What I find interesting in comparison, however, is how Don’s secret becomes a central metaphor for advertising itself. In becoming Don Draper—war hero, family man, man in the gray flannel suit—Dick Whitman—the impoverished son of a prostitute—takes something gritty and lowly but nonetheless authentic, and, through brute strength of will and a kind of heartless savvy, polishes it into an American ideal: seemingly independent yet easily defined.

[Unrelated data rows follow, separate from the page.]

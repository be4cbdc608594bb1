// -------------------------------------------------------------------------------------------------
//  Copyright (C) 2015-2025 Nautech Systems Pty Ltd. All rights reserved.
//  https://nautechsystems.io
//
//  Licensed under the GNU Lesser General Public License Version 3.0 (the "License");
//  You may not use this file except in compliance with the License.
//  You may obtain a copy of the License at https://www.gnu.org/licenses/lgpl-3.0.en.html
//
//  Unless required by applicable law or agreed to in writing, software
//  distributed under the License is distributed on an "AS IS" BASIS,
//  WITHOUT WARRANTIES OR CONDITIONS OF ANY KIND, either express or implied.
//  See the License for the specific language governing permissions and
//  limitations under the License.
// -------------------------------------------------------------------------------------------------

//! WebSocket client for the [BitMEX](https://bitmex.com) real-time API.
//!
//! The client owns a single event-loop task driving the socket lifecycle:
//! connect, exponential-backoff reconnect, ping/pong keepalive, graceful
//! close, and the authentication sub-state machine with automatic re-login
//! and private-channel resubscription after a reconnect.

use std::sync::{
    Arc, Mutex,
    atomic::{AtomicU8, Ordering},
};
use std::time::Duration;

use futures_util::{SinkExt, StreamExt};
use tokio::net::TcpStream;
use tokio::sync::{mpsc, oneshot};
use tokio::time::Instant;
use tokio_tungstenite::{
    MaybeTlsStream, WebSocketStream, connect_async,
    tungstenite::{Message, protocol::frame::coding::CloseCode},
};

use super::{
    auth::{AuthState, AuthTracker},
    buffer::{Dispatch, OutboundBuffer},
    enums::{AuthSource, BitmexWsAuthAction, BitmexWsOperation},
    error::BitmexWsError,
    messages::{BitmexAuthentication, BitmexSubscription, BitmexWsMessage},
};
use crate::{
    common::{
        credential::Credential,
        metrics::{self, MetricsSink, NoopMetrics},
    },
    config::BitmexClientConfig,
    error::{BitmexAuthReason, classify_auth_reason},
};

const CONNECT_TIMEOUT: Duration = Duration::from_secs(10);

type WsStream = WebSocketStream<MaybeTlsStream<TcpStream>>;

/// Socket lifecycle state.
#[derive(Copy, Clone, Debug, PartialEq, Eq)]
pub enum ConnectionState {
    /// No socket and no task.
    Idle,
    /// First connection attempt in progress.
    Connecting,
    /// Socket established.
    Open,
    /// Graceful close requested.
    Closing,
    /// Waiting out the backoff delay before reopening.
    Reconnecting,
}

impl ConnectionState {
    const fn from_u8(value: u8) -> Self {
        match value {
            1 => Self::Connecting,
            2 => Self::Open,
            3 => Self::Closing,
            4 => Self::Reconnecting,
            _ => Self::Idle,
        }
    }

    const fn as_u8(self) -> u8 {
        match self {
            Self::Idle => 0,
            Self::Connecting => 1,
            Self::Open => 2,
            Self::Closing => 3,
            Self::Reconnecting => 4,
        }
    }
}

#[derive(Debug, Default)]
struct ConnectionStateCell(AtomicU8);

impl ConnectionStateCell {
    fn get(&self) -> ConnectionState {
        ConnectionState::from_u8(self.0.load(Ordering::SeqCst))
    }

    fn set(&self, state: ConnectionState) {
        self.0.store(state.as_u8(), Ordering::SeqCst);
    }
}

/// Event delivered to the consumer of the transport.
#[derive(Debug)]
pub enum WsEvent {
    /// A parsed inbound frame.
    Message(BitmexWsMessage),
    /// The socket re-opened after a loss; private tables need fresh snapshots.
    Reconnected,
    /// An authentication attempt succeeded.
    AuthSucceeded { source: AuthSource },
    /// An authentication attempt failed with a classified reason.
    AuthFailed {
        source: AuthSource,
        reason: BitmexAuthReason,
        message: String,
    },
    /// The socket closed normally (code 1000); not retried.
    Closed,
    /// Reconnection gave up; the transport is dead until `connect` is called again.
    Terminated { message: String },
}

enum WsCommand {
    Send(String),
    Close,
}

/// Why the inner read loop ended.
enum LoopExit {
    Manual,
    NormalClose,
    Abnormal(String),
}

/// Provides a WebSocket client for the [BitMEX](https://bitmex.com) real-time API.
#[derive(Clone)]
pub struct BitmexWebSocketClient {
    url: String,
    credential: Option<Credential>,
    config: BitmexClientConfig,
    connection: Arc<ConnectionStateCell>,
    auth: AuthTracker,
    buffer: Arc<Mutex<OutboundBuffer>>,
    metrics: Arc<dyn MetricsSink>,
    cmd_tx: Arc<Mutex<Option<mpsc::UnboundedSender<WsCommand>>>>,
}

impl std::fmt::Debug for BitmexWebSocketClient {
    fn fmt(&self, f: &mut std::fmt::Formatter<'_>) -> std::fmt::Result {
        f.debug_struct(stringify!(BitmexWebSocketClient))
            .field("url", &self.url)
            .field("state", &self.connection.get())
            .finish()
    }
}
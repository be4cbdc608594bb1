// -------------------------------------------------------------------------------------------------
//  Copyright (C) 2015-2025 Nautech Systems Pty Ltd. All rights reserved.
//  https://nautechsystems.io
//
//  Licensed under the GNU Lesser General Public License Version 3.0 (the "License");
//  You may not use this file except in compliance with the License.
//  You may obtain a copy of the License at https://www.gnu.org/licenses/lgpl-3.0.en.html
//
//  Unless required by applicable law or agreed to in writing, software
//  distributed under the License is distributed on an "AS IS" BASIS,
//  WITHOUT WARRANTIES OR CONDITIONS OF ANY KIND, either express or implied.
//  See the License for the specific language governing permissions and
//  limitations under the License.
// -------------------------------------------------------------------------------------------------

//! Place-input validation and client order id generation.
//!
//! Normalization is a fixed point: feeding a normalized input back through
//! validation yields the same result.

use std::sync::atomic::{AtomicU64, Ordering};

use ustr::Ustr;

use crate::{
    common::enums::{BitmexOrderType, BitmexSide, BitmexTimeInForce},
    error::BitmexError,
};

/// Default client order id prefix when the caller seed is unusable.
const DEFAULT_ID_PREFIX: &str = "hub";

/// Optional parameters of a place request.
#[derive(Clone, Debug, Default)]
pub struct PlaceOptions {
    /// Limit price for a stop-limit order; upgrades a `Stop` to `StopLimit`.
    pub stop_limit_price: Option<f64>,
    /// Post-only (maker-only); valid for `Limit` orders.
    pub post_only: bool,
    /// Never increase a position.
    pub reduce_only: bool,
    /// Time in force, short (`GTC`) or long (`GoodTillCancel`) form.
    pub time_in_force: Option<String>,
    /// Caller-supplied idempotency key.
    pub cl_ord_id: Option<String>,
    /// Seed for generated client order ids.
    pub cl_ord_id_seed: Option<String>,
    /// Free-form order annotation.
    pub text: Option<String>,
}

/// A raw place request as submitted by the caller.
#[derive(Clone, Debug)]
pub struct PlaceRequest {
    pub symbol: String,
    pub side: BitmexSide,
    pub size: f64,
    /// `Limit`: the limit price. `Stop`/`StopLimit`: the trigger price.
    pub price: Option<f64>,
    pub order_type: BitmexOrderType,
    pub opts: PlaceOptions,
    /// Best ask, for the buy-stop cross-check when known.
    pub best_ask: Option<f64>,
    /// Best bid, for the sell-stop cross-check when known.
    pub best_bid: Option<f64>,
}

/// A validated, normalized place input.
#[derive(Clone, Debug, PartialEq)]
pub struct NormalizedPlaceInput {
    pub symbol: Ustr,
    pub side: BitmexSide,
    pub size: f64,
    pub order_type: BitmexOrderType,
    /// Limit price (`Limit`, `StopLimit`).
    pub price: Option<f64>,
    /// Trigger price (`Stop`, `StopLimit`).
    pub stop_price: Option<f64>,
    pub post_only: bool,
    pub reduce_only: bool,
    pub time_in_force: Option<BitmexTimeInForce>,
    pub cl_ord_id: Ustr,
    pub text: Option<String>,
}

impl NormalizedPlaceInput {
    /// Rebuilds the raw request shape; `validate_place_input` over the result
    /// reproduces this normalized input unchanged.
    #[must_use]
    pub fn to_request(&self) -> PlaceRequest {
        let (price, stop_limit_price) = match self.order_type {
            BitmexOrderType::StopLimit => (self.stop_price, self.price),
            BitmexOrderType::Stop => (self.stop_price, None),
            _ => (self.price, None),
        };
        PlaceRequest {
            symbol: self.symbol.to_string(),
            side: self.side,
            size: self.size,
            price,
            order_type: self.order_type,
            opts: PlaceOptions {
                stop_limit_price,
                post_only: self.post_only,
                reduce_only: self.reduce_only,
                time_in_force: self.time_in_force.map(|tif| tif.to_string()),
                cl_ord_id: Some(self.cl_ord_id.to_string()),
                cl_ord_id_seed: None,
                text: self.text.clone(),
            },
            best_ask: None,
            best_bid: None,
        }
    }
}

fn finite_positive(value: f64) -> bool {
    value.is_finite() && value > 0.0
}

/// Validates and normalizes a place request.
///
/// # Errors
///
/// Returns a validation error naming the offending field.
pub fn validate_place_input(request: &PlaceRequest) -> Result<NormalizedPlaceInput, BitmexError> {
    let symbol = request.symbol.trim();
    if symbol.is_empty() {
        return Err(BitmexError::validation("symbol must be a non-empty string"));
    }
    if !finite_positive(request.size) {
        return Err(BitmexError::validation(format!(
            "size must be a finite positive number, got {}",
            request.size
        )));
    }

    // A stop with a stop-limit price is really a stop-limit
    let order_type = match (request.order_type, request.opts.stop_limit_price) {
        (BitmexOrderType::Stop, Some(_)) => BitmexOrderType::StopLimit,
        (other, _) => other,
    };

    let (price, stop_price) = match order_type {
        BitmexOrderType::Market => {
            if request.price.is_some() {
                return Err(BitmexError::validation("market orders take no price"));
            }
            if request.opts.stop_limit_price.is_some() {
                return Err(BitmexError::validation(
                    "market orders take no stopLimitPrice",
                ));
            }
            (None, None)
        }
        BitmexOrderType::Limit => {
            let price = request
                .price
                .ok_or_else(|| BitmexError::validation("limit orders require a price"))?;
            if !finite_positive(price) {
                return Err(BitmexError::validation(format!(
                    "limit price must be finite and positive, got {price}"
                )));
            }
            if request.opts.stop_limit_price.is_some() {
                return Err(BitmexError::validation(
                    "limit orders take no stopLimitPrice",
                ));
            }
            (Some(price), None)
        }
        BitmexOrderType::Stop => {
            let stop = request
                .price
                .ok_or_else(|| BitmexError::validation("stop orders require a stop price"))?;
            if !finite_positive(stop) {
                return Err(BitmexError::validation(format!(
                    "stop price must be finite and positive, got {stop}"
                )));
            }
            (None, Some(stop))
        }
        BitmexOrderType::StopLimit => {
            let stop = request.price.ok_or_else(|| {
                BitmexError::validation("stop-limit orders require a stop price")
            })?;
            let limit = request.opts.stop_limit_price.ok_or_else(|| {
                BitmexError::validation("stop-limit orders require a stopLimitPrice")
            })?;
            if !finite_positive(stop) || !finite_positive(limit) {
                return Err(BitmexError::validation(
                    "stop-limit prices must be finite and positive",
                ));
            }
            (Some(limit), Some(stop))
        }
        other => {
            return Err(BitmexError::validation(format!(
                "unsupported order type: {other}"
            )));
        }
    };

    // Top-of-book cross-check: a stop must be on the far side of the spread
    if let Some(stop) = stop_price {
        match request.side {
            BitmexSide::Buy => {
                if let Some(ask) = request.best_ask
                    && stop < ask
                {
                    return Err(BitmexError::validation(format!(
                        "buy stop {stop} below best ask {ask}"
                    )));
                }
            }
            BitmexSide::Sell => {
                if let Some(bid) = request.best_bid
                    && stop > bid
                {
                    return Err(BitmexError::validation(format!(
                        "sell stop {stop} above best bid {bid}"
                    )));
                }
            }
        }
    }

    if request.opts.post_only && order_type != BitmexOrderType::Limit {
        return Err(BitmexError::validation(
            "postOnly is only valid for limit orders",
        ));
    }

    let time_in_force = match &request.opts.time_in_force {
        None => None,
        Some(raw) => Some(BitmexTimeInForce::from_short_form(raw).ok_or_else(|| {
            BitmexError::validation(format!("unknown timeInForce: {raw}"))
        })?),
    };

    let cl_ord_id = match &request.opts.cl_ord_id {
        Some(given) => {
            let trimmed = given.trim();
            if trimmed.is_empty() {
                return Err(BitmexError::validation("clOrdID must not be blank"));
            }
            Ustr::from(trimmed)
        }
        None => Ustr::from(&generate_cl_ord_id(request.opts.cl_ord_id_seed.as_deref())),
    };

    Ok(NormalizedPlaceInput {
        symbol: Ustr::from(symbol),
        side: request.side,
        size: request.size,
        order_type,
        price,
        stop_price,
        post_only: request.opts.post_only,
        reduce_only: request.opts.reduce_only,
        time_in_force,
        cl_ord_id,
        text: request.opts.text.clone(),
    })
}

static ID_COUNTER: AtomicU64 = AtomicU64::new(0);

/// Generates a client order id: `<prefix>-<base36 millis>-<base36 counter><2 random bytes hex>`.
///
/// The prefix is the seed sanitized to `[a-z0-9]+`, or a default.
#[must_use]
pub fn generate_cl_ord_id(seed: Option<&str>) -> String {
    let prefix: String = seed
        .unwrap_or_default()
        .chars()
        .filter_map(|c| {
            let c = c.to_ascii_lowercase();
            c.is_ascii_alphanumeric().then_some(c)
        })
        .collect();
    let prefix = if prefix.is_empty() {
        DEFAULT_ID_PREFIX.to_string()
    } else {
        prefix
    };

    let now_ms = chrono::Utc::now().timestamp_millis().max(0) as u64;
    let counter = ID_COUNTER.fetch_add(1, Ordering::Relaxed) % 36_u64.pow(4);
    let entropy: [u8; 2] = rand::random();

    format!(
        "{prefix}-{}-{}{}",
        to_base36(now_ms),
        to_base36_padded(counter, 4),
        hex::encode(entropy),
    )
}

fn to_base36(mut value: u64) -> String {
    const DIGITS: &[u8] = b"0123456789abcdefghijklmnopqrstuvwxyz";
    if value == 0 {
        return "0".to_string();
    }
    let mut out = Vec::new();
    while value > 0 {
        out.push(DIGITS[(value % 36) as usize]);
        value /= 36;
    }
    out.reverse();
    String::from_utf8(out).expect("base36 digits are ASCII")
}

fn to_base36_padded(value: u64, width: usize) -> String {
    let raw = to_base36(value);
    format!("{raw:0>width$}")
}

////////////////////////////////////////////////////////////////////////////////
// Tests
////////////////////////////////////////////////////////////////////////////////
// -------------------------------------------------------------------------------------------------
//  Copyright (C) 2015-2025 Nautech Systems Pty Ltd. All rights reserved.
//  https://nautechsystems.io
//
//  Licensed under the GNU Lesser General Public License Version 3.0 (the "License");
//  You may not use this file except in compliance with the License.
//  You may obtain a copy of the License at https://www.gnu.org/licenses/lgpl-3.0.en.html
//
//  Unless required by applicable law or agreed to in writing, software
//  distributed under the License is distributed on an "AS IS" BASIS,
//  WITHOUT WARRANTIES OR CONDITIONS OF ANY KIND, either express or implied.
//  See the License for the specific language governing permissions and
//  limitations under the License.
// -------------------------------------------------------------------------------------------------

//! Order placement: validation, idempotent submission and reconciliation.

pub mod submitter;
pub mod validate;

pub use submitter::OrderSubmitter;
pub use validate::{
    NormalizedPlaceInput, PlaceOptions, PlaceRequest, generate_cl_ord_id, validate_place_input,
};
// -------------------------------------------------------------------------------------------------
//  Copyright (C) 2015-2025 Nautech Systems Pty Ltd. All rights reserved.
//  https://nautechsystems.io
//
//  Licensed under the GNU Lesser General Public License Version 3.0 (the "License");
//  You may not use this file except in compliance with the License.
//  You may obtain a copy of the License at https://www.gnu.org/licenses/lgpl-3.0.en.html
//
//  Unless required by applicable law or agreed to in writing, software
//  distributed under the License is distributed on an "AS IS" BASIS,
//  WITHOUT WARRANTIES OR CONDITIONS OF ANY KIND, either express or implied.
//  See the License for the specific language governing permissions and
//  limitations under the License.
// -------------------------------------------------------------------------------------------------

//! The order entity and its merge semantics.
//!
//! Orders accumulate state from REST acknowledgements, WebSocket order rows
//! and execution rows, which may arrive in any interleaving. Merging is
//! idempotent: executions deduplicate by `execID`, the filled quantity never
//! decreases, and the canonical status honors terminal protection.

use chrono::{DateTime, Utc};
use ustr::Ustr;

use super::status::derive_order_status;
use crate::{
    common::enums::{
        BitmexExecInstruction, BitmexExecType, BitmexLiquidityIndicator, BitmexOrderStatus,
        BitmexOrderType, BitmexSide, BitmexTimeInForce, OrderStatus,
    },
    events::diff_fields,
    http::models::BitmexHttpOrder,
    websocket::messages::{BitmexExecutionMsg, BitmexOrderMsg},
};

/// A single fill event attributed to an order.
#[derive(Clone, Debug, PartialEq)]
pub struct ExecutionFill {
    /// Exchange-assigned execution id, unique per fill event.
    pub exec_id: Ustr,
    /// Execution timestamp.
    pub ts: Option<DateTime<Utc>>,
    /// Filled quantity of this event.
    pub qty: f64,
    /// Fill price of this event.
    pub price: Option<f64>,
    /// Maker/taker indicator.
    pub liquidity: Option<BitmexLiquidityIndicator>,
}

/// An order as maintained locally, identified by the server-assigned id.
#[derive(Clone, Debug, PartialEq)]
pub struct Order {
    pub order_id: Ustr,
    pub cl_ord_id: Option<Ustr>,
    pub account: Option<i64>,
    pub symbol: Option<Ustr>,
    pub status: OrderStatus,
    pub side: Option<BitmexSide>,
    pub ord_type: Option<BitmexOrderType>,
    pub time_in_force: Option<BitmexTimeInForce>,
    pub exec_inst: Vec<BitmexExecInstruction>,
    pub price: Option<f64>,
    pub stop_price: Option<f64>,
    pub quantity: Option<f64>,
    pub leaves_qty: Option<f64>,
    pub filled_qty: f64,
    pub avg_fill_price: Option<f64>,
    pub text: Option<Ustr>,
    pub created_ts: Option<DateTime<Utc>>,
    pub last_update_ts: Option<DateTime<Utc>>,
    /// Fill events in arrival order, deduplicated by `exec_id`.
    pub executions: Vec<ExecutionFill>,
}

impl Order {
    /// Creates a new [`Order`] instance in the initial status.
    #[must_use]
    pub fn new(order_id: Ustr) -> Self {
        Self {
            order_id,
            cl_ord_id: None,
            account: None,
            symbol: None,
            status: OrderStatus::Placed,
            side: None,
            ord_type: None,
            time_in_force: None,
            exec_inst: Vec::new(),
            price: None,
            stop_price: None,
            quantity: None,
            leaves_qty: None,
            filled_qty: 0.0,
            avg_fill_price: None,
            text: None,
            created_ts: None,
            last_update_ts: None,
            executions: Vec::new(),
        }
    }

    /// Applies a patch, merging executions and deriving the canonical status.
    ///
    /// Only fields present in the patch are written. Returns `true` if any
    /// observable field changed.
    pub fn apply(&mut self, patch: &OrderPatch) -> bool {
        let before = self.clone();

        if let Some(fill) = &patch.execution {
            self.merge_execution(fill.clone());
        }

        if let Some(next) = derive_order_status(
            patch.ord_status,
            patch.exec_type,
            patch.cum_qty.or(Some(self.filled_qty)),
            patch.leaves_qty.or(self.leaves_qty),
            Some(self.status),
        ) {
            self.status = next;
        }

        if let Some(v) = patch.cl_ord_id {
            self.cl_ord_id = Some(v);
        }
        if let Some(v) = patch.account {
            self.account = Some(v);
        }
        if let Some(v) = patch.symbol {
            self.symbol = Some(v);
        }
        if let Some(v) = patch.side {
            self.side = Some(v);
        }
        if let Some(v) = patch.ord_type {
            self.ord_type = Some(v);
        }
        if let Some(v) = patch.time_in_force {
            self.time_in_force = Some(v);
        }
        if let Some(v) = &patch.exec_inst {
            self.exec_inst = v.clone();
        }
        if let Some(v) = patch.price {
            self.price = Some(v);
        }
        if let Some(v) = patch.stop_price {
            self.stop_price = Some(v);
        }
        if let Some(v) = patch.quantity {
            self.quantity = Some(v);
        }
        if let Some(v) = patch.leaves_qty {
            self.leaves_qty = Some(v);
        }
        if let Some(v) = patch.text {
            self.text = Some(v);
        }

        // An explicit cumQty overrides the execution sum but never regresses
        if let Some(cum) = patch.cum_qty
            && cum > self.filled_qty
        {
            self.filled_qty = cum;
        }

        if let Some(avg) = patch.avg_px {
            self.avg_fill_price = Some(avg);
        } else if patch.execution.is_some() {
            self.avg_fill_price = self.computed_avg_fill_price();
        }

        if let Some(ts) = patch.timestamp {
            if self.created_ts.is_none() {
                self.created_ts = Some(ts);
            }
            if self.last_update_ts.is_none_or(|prev| ts > prev) {
                self.last_update_ts = Some(ts);
            }
        }

        *self != before
    }

    /// Merges a fill event, ignoring duplicates by `exec_id`.
    fn merge_execution(&mut self, fill: ExecutionFill) {
        if self.executions.iter().any(|e| e.exec_id == fill.exec_id) {
            tracing::debug!(
                order_id = %self.order_id,
                exec_id = %fill.exec_id,
                "Duplicate execution ignored",
            );
            return;
        }
        self.executions.push(fill);

        let summed: f64 = self.executions.iter().map(|e| e.qty).sum();
        if summed > self.filled_qty {
            self.filled_qty = summed;
        }
    }

    /// Quantity-weighted average price over priced executions.
    fn computed_avg_fill_price(&self) -> Option<f64> {
        let mut qty = 0.0;
        let mut notional = 0.0;
        for fill in &self.executions {
            if let Some(price) = fill.price {
                qty += fill.qty;
                notional += fill.qty * price;
            }
        }
        if qty > 0.0 {
            Some(notional / qty)
        } else {
            self.avg_fill_price
        }
    }

    /// Field names differing between two snapshots, for diff events.
    #[must_use]
    pub fn changed_fields(prev: &Self, next: &Self) -> Vec<&'static str> {
        diff_fields!(
            prev,
            next,
            [
                cl_ord_id,
                account,
                symbol,
                status,
                side,
                ord_type,
                time_in_force,
                exec_inst,
                price,
                stop_price,
                quantity,
                leaves_qty,
                filled_qty,
                avg_fill_price,
                text,
                last_update_ts,
                executions,
            ]
        )
    }
}

/// A normalized sparse patch applied onto an [`Order`].
///
/// Both wire surfaces produce the same patch shape, which keeps REST-ack and
/// WebSocket merges commutative.
#[derive(Clone, Debug, Default)]
pub struct OrderPatch {
    pub order_id: Ustr,
    pub cl_ord_id: Option<Ustr>,
    pub account: Option<i64>,
    pub symbol: Option<Ustr>,
    pub side: Option<BitmexSide>,
    pub ord_type: Option<BitmexOrderType>,
    pub time_in_force: Option<BitmexTimeInForce>,
    pub exec_inst: Option<Vec<BitmexExecInstruction>>,
    pub price: Option<f64>,
    pub stop_price: Option<f64>,
    pub quantity: Option<f64>,
    pub leaves_qty: Option<f64>,
    pub cum_qty: Option<f64>,
    pub avg_px: Option<f64>,
    pub ord_status: Option<BitmexOrderStatus>,
    pub exec_type: Option<BitmexExecType>,
    pub text: Option<Ustr>,
    pub timestamp: Option<DateTime<Utc>>,
    pub execution: Option<ExecutionFill>,
}

impl From<&BitmexOrderMsg> for OrderPatch {
    fn from(msg: &BitmexOrderMsg) -> Self {
        Self {
            order_id: msg.order_id,
            cl_ord_id: msg.cl_ord_id,
            account: msg.account,
            symbol: msg.symbol,
            side: msg.side,
            ord_type: msg.ord_type,
            time_in_force: msg.time_in_force,
            exec_inst: msg.exec_inst.clone(),
            price: msg.price,
            stop_price: msg.stop_px,
            quantity: msg.order_qty,
            leaves_qty: msg.leaves_qty,
            cum_qty: msg.cum_qty,
            avg_px: msg.avg_px,
            ord_status: msg.ord_status,
            exec_type: None,
            text: msg.text,
            timestamp: msg.timestamp.or(msg.transact_time),
            execution: None,
        }
    }
}

impl From<&BitmexExecutionMsg> for OrderPatch {
    fn from(msg: &BitmexExecutionMsg) -> Self {
        let execution = match (msg.exec_id, msg.exec_type) {
            (Some(exec_id), Some(BitmexExecType::Trade)) => msg.last_qty.map(|qty| ExecutionFill {
                exec_id,
                ts: msg.transact_time.or(msg.timestamp),
                qty,
                price: msg.last_px,
                liquidity: msg.last_liquidity_ind,
            }),
            _ => None,
        };

        Self {
            order_id: msg.order_id.unwrap_or_default(),
            cl_ord_id: msg.cl_ord_id,
            account: msg.account,
            symbol: msg.symbol,
            side: msg.side,
            ord_type: msg.ord_type,
            time_in_force: msg.time_in_force,
            exec_inst: msg.exec_inst.clone(),
            price: msg.price,
            stop_price: msg.stop_px,
            quantity: msg.order_qty,
            leaves_qty: msg.leaves_qty,
            cum_qty: msg.cum_qty,
            avg_px: msg.avg_px,
            ord_status: msg.ord_status,
            exec_type: msg.exec_type,
            text: msg.text,
            timestamp: msg.timestamp.or(msg.transact_time),
            execution,
        }
    }
}

impl From<&BitmexHttpOrder> for OrderPatch {
    fn from(row: &BitmexHttpOrder) -> Self {
        let exec_inst = row.exec_inst.map(|joined| {
            joined
                .split(',')
                .filter(|s| !s.trim().is_empty())
                .map(|s| match s.trim() {
                    "ParticipateDoNotInitiate" => BitmexExecInstruction::ParticipateDoNotInitiate,
                    "ReduceOnly" => BitmexExecInstruction::ReduceOnly,
                    "AllOrNone" => BitmexExecInstruction::AllOrNone,
                    "MarkPrice" => BitmexExecInstruction::MarkPrice,
                    "IndexPrice" => BitmexExecInstruction::IndexPrice,
                    "LastPrice" => BitmexExecInstruction::LastPrice,
                    "Close" => BitmexExecInstruction::Close,
                    "Fixed" => BitmexExecInstruction::Fixed,
                    _ => BitmexExecInstruction::Unknown,
                })
                .collect()
        });
        let exec_type = row
            .exec_type
            .and_then(|s| s.as_str().parse::<BitmexExecType>().ok());

        Self {
            order_id: row.order_id,
            cl_ord_id: row.cl_ord_id,
            account: row.account,
            symbol: row.symbol,
            side: row.side,
            ord_type: row.ord_type,
            time_in_force: row.time_in_force,
            exec_inst,
            price: row.price,
            stop_price: row.stop_px,
            quantity: row.order_qty,
            leaves_qty: row.leaves_qty,
            cum_qty: row.cum_qty,
            avg_px: row.avg_px,
            ord_status: row.ord_status,
            exec_type,
            text: row.text,
            timestamp: row.timestamp.or(row.transact_time),
            execution: None,
        }
    }
}

////////////////////////////////////////////////////////////////////////////////
// Tests
////////////////////////////////////////////////////////////////////////////////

While the very nature of Peggy’s secret makes it expressly about gender, Don’s becomes about something more expansive. About advertising, yes, but more importantly, about what we need advertising to accomplish for us; how we need our products and our affairs, our houses and our jobs to make us more than merely who we are. We can all, on some level, relate to Dick Whitman; I question whether Peggy’s life and choices are as relateable on such a grand level.
As season four of Mad Men rolls to a close (as of this writing, there is only one more episode left), I have to say I’ve found myself asking “What about Peggy Olson?” and opposed to “Who is Don Draper?”
A fascinating read, Laura and Arielle.
Arielle has captured a perceptive truth:
“She wondered if, as an audience, we have become so accustomed to experiencing main story lines through a masculine vantage point, that we find ourselves unable (or, rather, unconsciously unwilling) to view the stories of women, though no less compelling, as anything other than subplots.”
Females, a majority of the world’s population, remain minority-statused in all countries and cultures. In USAmerica, they are consigned to various inferior states depending upon their skin colour and economic class. Typically, the whitest, wealthiest and better educated females come the closest to receiving comparable treatment with most males. For that reason, those women have enough clout to change the sexist treatment of all women.
I therefore appreciate your analyses, very much look forward to more of your and Arielle’s discussion, and am eager to read others’ (males’ as well as females’) comments.
This is so smart, timely and well written. Laura and Arielle, you have articulated exactly the well of frustration I feel watching this show. While we are supposed to be watching the limiting sexism present in the time frame of the story, it echoes current attitudes in it’s very existence.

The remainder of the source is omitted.